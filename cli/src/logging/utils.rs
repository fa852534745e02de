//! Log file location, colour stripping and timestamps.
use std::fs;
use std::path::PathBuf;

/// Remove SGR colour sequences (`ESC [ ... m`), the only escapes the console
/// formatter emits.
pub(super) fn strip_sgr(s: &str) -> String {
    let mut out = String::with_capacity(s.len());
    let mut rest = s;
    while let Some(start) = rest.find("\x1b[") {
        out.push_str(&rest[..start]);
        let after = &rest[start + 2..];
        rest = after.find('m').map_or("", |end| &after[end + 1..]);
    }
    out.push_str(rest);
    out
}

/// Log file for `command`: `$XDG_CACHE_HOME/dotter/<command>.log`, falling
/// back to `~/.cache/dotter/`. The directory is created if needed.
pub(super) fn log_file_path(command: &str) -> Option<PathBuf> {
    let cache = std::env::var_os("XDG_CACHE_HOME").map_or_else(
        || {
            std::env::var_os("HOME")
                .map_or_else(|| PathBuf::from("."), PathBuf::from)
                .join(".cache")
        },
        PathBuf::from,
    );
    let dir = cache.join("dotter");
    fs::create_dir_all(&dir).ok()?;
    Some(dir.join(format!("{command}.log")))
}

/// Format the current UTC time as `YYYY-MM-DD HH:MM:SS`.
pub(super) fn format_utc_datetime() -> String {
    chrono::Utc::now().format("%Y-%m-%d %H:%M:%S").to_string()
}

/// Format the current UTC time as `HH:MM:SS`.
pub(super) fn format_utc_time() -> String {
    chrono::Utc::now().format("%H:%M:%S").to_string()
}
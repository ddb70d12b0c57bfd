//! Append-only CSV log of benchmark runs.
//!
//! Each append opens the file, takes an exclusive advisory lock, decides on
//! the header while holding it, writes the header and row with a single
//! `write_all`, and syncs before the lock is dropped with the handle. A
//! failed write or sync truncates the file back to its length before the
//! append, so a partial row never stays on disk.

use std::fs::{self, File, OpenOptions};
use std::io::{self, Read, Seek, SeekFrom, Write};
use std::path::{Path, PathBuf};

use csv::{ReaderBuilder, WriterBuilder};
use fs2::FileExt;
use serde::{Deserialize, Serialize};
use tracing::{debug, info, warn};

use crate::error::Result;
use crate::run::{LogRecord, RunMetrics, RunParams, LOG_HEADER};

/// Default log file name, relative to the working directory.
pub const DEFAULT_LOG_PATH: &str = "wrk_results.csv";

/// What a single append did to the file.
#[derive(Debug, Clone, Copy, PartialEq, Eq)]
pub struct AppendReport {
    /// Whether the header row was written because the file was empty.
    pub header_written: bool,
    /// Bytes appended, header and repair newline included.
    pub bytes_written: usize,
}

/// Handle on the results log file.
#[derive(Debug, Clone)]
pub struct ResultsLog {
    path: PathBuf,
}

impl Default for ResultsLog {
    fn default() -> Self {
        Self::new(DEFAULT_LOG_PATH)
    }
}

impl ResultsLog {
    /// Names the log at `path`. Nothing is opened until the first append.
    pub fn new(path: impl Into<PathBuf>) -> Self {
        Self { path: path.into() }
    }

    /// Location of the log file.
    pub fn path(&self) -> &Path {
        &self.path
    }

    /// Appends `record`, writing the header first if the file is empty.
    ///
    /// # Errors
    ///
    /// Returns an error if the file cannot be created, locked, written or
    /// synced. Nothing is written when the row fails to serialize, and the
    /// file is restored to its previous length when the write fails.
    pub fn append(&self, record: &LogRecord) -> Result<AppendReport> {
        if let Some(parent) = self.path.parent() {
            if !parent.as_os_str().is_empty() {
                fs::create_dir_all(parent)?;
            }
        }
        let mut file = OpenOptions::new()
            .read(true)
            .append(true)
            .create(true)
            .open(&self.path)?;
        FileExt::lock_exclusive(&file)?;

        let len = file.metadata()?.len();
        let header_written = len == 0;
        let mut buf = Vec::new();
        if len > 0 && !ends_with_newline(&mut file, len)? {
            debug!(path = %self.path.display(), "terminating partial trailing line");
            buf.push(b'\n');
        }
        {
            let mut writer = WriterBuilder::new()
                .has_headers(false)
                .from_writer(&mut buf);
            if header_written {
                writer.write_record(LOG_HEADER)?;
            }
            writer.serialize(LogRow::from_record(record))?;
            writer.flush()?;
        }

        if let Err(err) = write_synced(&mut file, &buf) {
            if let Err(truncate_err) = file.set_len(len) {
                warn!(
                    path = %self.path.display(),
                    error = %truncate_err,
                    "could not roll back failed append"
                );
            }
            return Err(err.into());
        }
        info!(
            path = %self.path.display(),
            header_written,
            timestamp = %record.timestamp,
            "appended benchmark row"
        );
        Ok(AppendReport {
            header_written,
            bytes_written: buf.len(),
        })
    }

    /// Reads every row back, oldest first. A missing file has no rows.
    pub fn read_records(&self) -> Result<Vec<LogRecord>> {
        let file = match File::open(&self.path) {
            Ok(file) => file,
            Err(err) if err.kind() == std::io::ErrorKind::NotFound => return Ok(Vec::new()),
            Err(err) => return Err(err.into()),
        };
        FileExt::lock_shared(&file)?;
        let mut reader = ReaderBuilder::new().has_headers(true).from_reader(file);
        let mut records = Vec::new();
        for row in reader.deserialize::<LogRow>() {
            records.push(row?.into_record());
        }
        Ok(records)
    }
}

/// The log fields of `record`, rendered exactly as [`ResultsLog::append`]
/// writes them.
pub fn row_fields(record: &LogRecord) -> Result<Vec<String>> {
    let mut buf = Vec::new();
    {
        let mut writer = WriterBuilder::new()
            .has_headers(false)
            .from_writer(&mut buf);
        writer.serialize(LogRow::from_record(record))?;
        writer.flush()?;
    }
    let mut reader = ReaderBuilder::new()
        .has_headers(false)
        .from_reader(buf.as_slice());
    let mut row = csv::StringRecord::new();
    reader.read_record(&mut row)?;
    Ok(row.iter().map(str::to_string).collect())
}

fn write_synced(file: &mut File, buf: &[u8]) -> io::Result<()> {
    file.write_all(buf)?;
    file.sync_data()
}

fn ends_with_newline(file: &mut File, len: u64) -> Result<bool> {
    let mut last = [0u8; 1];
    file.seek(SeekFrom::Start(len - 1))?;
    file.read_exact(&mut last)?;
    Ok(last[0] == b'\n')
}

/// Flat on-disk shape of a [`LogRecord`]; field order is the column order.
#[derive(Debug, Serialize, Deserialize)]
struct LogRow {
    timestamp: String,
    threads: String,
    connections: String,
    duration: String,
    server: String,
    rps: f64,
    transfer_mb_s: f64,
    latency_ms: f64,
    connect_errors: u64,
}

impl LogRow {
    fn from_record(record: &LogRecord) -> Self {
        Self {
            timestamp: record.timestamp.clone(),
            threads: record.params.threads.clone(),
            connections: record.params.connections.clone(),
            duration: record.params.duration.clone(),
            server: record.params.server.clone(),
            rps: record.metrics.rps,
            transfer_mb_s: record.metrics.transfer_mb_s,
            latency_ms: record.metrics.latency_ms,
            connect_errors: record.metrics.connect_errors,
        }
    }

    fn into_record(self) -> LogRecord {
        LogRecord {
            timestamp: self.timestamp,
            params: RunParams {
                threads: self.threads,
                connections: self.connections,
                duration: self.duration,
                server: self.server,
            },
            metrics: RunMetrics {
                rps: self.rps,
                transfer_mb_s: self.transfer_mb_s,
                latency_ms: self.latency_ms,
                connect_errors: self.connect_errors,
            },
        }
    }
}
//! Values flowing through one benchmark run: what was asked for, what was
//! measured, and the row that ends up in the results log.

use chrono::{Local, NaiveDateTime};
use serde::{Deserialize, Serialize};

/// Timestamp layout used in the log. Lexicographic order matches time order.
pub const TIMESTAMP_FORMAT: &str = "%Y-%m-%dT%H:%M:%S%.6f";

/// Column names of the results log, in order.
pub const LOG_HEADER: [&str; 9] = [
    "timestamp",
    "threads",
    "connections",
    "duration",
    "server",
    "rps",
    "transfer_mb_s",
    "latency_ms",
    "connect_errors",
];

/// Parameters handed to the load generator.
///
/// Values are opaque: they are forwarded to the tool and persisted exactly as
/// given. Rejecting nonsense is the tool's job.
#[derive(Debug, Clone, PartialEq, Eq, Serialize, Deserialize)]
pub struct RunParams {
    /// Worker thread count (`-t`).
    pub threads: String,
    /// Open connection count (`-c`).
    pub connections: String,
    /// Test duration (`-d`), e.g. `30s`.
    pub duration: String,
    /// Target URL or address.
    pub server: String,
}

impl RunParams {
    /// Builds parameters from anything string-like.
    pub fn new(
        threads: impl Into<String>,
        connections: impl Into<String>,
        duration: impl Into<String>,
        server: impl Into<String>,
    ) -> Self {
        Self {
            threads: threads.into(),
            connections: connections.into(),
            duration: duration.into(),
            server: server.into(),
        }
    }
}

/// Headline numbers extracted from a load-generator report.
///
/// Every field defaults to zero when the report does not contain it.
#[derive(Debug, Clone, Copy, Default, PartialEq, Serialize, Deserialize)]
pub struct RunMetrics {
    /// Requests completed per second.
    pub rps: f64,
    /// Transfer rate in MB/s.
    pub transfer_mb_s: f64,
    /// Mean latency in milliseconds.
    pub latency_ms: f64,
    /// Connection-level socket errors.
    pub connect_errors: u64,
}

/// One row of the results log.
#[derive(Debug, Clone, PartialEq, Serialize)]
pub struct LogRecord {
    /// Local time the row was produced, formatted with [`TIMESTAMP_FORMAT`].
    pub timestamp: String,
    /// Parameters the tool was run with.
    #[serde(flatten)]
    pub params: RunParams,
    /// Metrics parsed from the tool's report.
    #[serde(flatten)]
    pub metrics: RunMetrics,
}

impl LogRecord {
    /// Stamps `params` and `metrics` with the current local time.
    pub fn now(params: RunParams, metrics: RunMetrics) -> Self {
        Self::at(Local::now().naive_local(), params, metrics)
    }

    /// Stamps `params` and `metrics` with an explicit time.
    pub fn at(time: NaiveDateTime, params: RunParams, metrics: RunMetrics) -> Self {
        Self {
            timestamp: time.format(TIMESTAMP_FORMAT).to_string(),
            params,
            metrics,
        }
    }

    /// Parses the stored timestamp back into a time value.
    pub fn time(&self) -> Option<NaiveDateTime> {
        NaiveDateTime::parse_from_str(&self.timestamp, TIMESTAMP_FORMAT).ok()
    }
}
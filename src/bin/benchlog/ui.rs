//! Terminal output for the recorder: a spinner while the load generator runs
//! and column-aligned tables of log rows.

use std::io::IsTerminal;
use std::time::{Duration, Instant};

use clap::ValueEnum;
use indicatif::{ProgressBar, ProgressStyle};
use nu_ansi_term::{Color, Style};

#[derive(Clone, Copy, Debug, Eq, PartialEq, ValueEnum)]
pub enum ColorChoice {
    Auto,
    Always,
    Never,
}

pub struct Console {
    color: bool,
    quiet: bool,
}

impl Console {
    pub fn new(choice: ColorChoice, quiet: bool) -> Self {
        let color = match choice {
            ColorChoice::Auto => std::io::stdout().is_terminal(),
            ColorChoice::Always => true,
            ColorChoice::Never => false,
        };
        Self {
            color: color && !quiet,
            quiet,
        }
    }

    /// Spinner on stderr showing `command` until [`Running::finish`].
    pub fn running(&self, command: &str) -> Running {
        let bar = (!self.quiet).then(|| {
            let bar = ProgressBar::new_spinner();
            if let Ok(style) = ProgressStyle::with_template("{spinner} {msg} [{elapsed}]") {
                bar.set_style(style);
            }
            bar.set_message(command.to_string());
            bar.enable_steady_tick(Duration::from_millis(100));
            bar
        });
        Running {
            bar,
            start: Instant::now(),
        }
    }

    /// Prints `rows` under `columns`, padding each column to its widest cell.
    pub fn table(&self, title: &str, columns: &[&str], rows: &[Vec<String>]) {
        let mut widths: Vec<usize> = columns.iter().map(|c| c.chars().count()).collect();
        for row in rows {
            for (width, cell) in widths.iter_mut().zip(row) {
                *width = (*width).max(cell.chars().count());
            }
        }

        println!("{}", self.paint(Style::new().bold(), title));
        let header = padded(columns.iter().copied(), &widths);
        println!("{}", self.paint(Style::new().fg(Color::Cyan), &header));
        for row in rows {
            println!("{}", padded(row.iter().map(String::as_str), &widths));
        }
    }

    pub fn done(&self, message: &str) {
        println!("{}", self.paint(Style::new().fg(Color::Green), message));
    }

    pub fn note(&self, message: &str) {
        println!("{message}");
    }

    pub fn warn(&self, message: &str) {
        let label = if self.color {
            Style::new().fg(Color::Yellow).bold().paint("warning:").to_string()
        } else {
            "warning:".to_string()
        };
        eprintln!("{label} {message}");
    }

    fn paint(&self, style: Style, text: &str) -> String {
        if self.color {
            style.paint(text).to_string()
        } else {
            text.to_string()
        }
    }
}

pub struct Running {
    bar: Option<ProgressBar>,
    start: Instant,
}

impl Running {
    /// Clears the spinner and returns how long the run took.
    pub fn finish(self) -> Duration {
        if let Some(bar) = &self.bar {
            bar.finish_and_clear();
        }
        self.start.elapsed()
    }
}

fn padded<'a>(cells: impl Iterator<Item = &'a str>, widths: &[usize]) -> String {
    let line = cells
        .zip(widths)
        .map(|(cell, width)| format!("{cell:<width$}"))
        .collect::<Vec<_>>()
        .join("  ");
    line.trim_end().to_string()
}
******
What needs to be done. From the entries, count the lines that hold the string "threads". Nothing but the number is needed.

Solution to the exercise. 7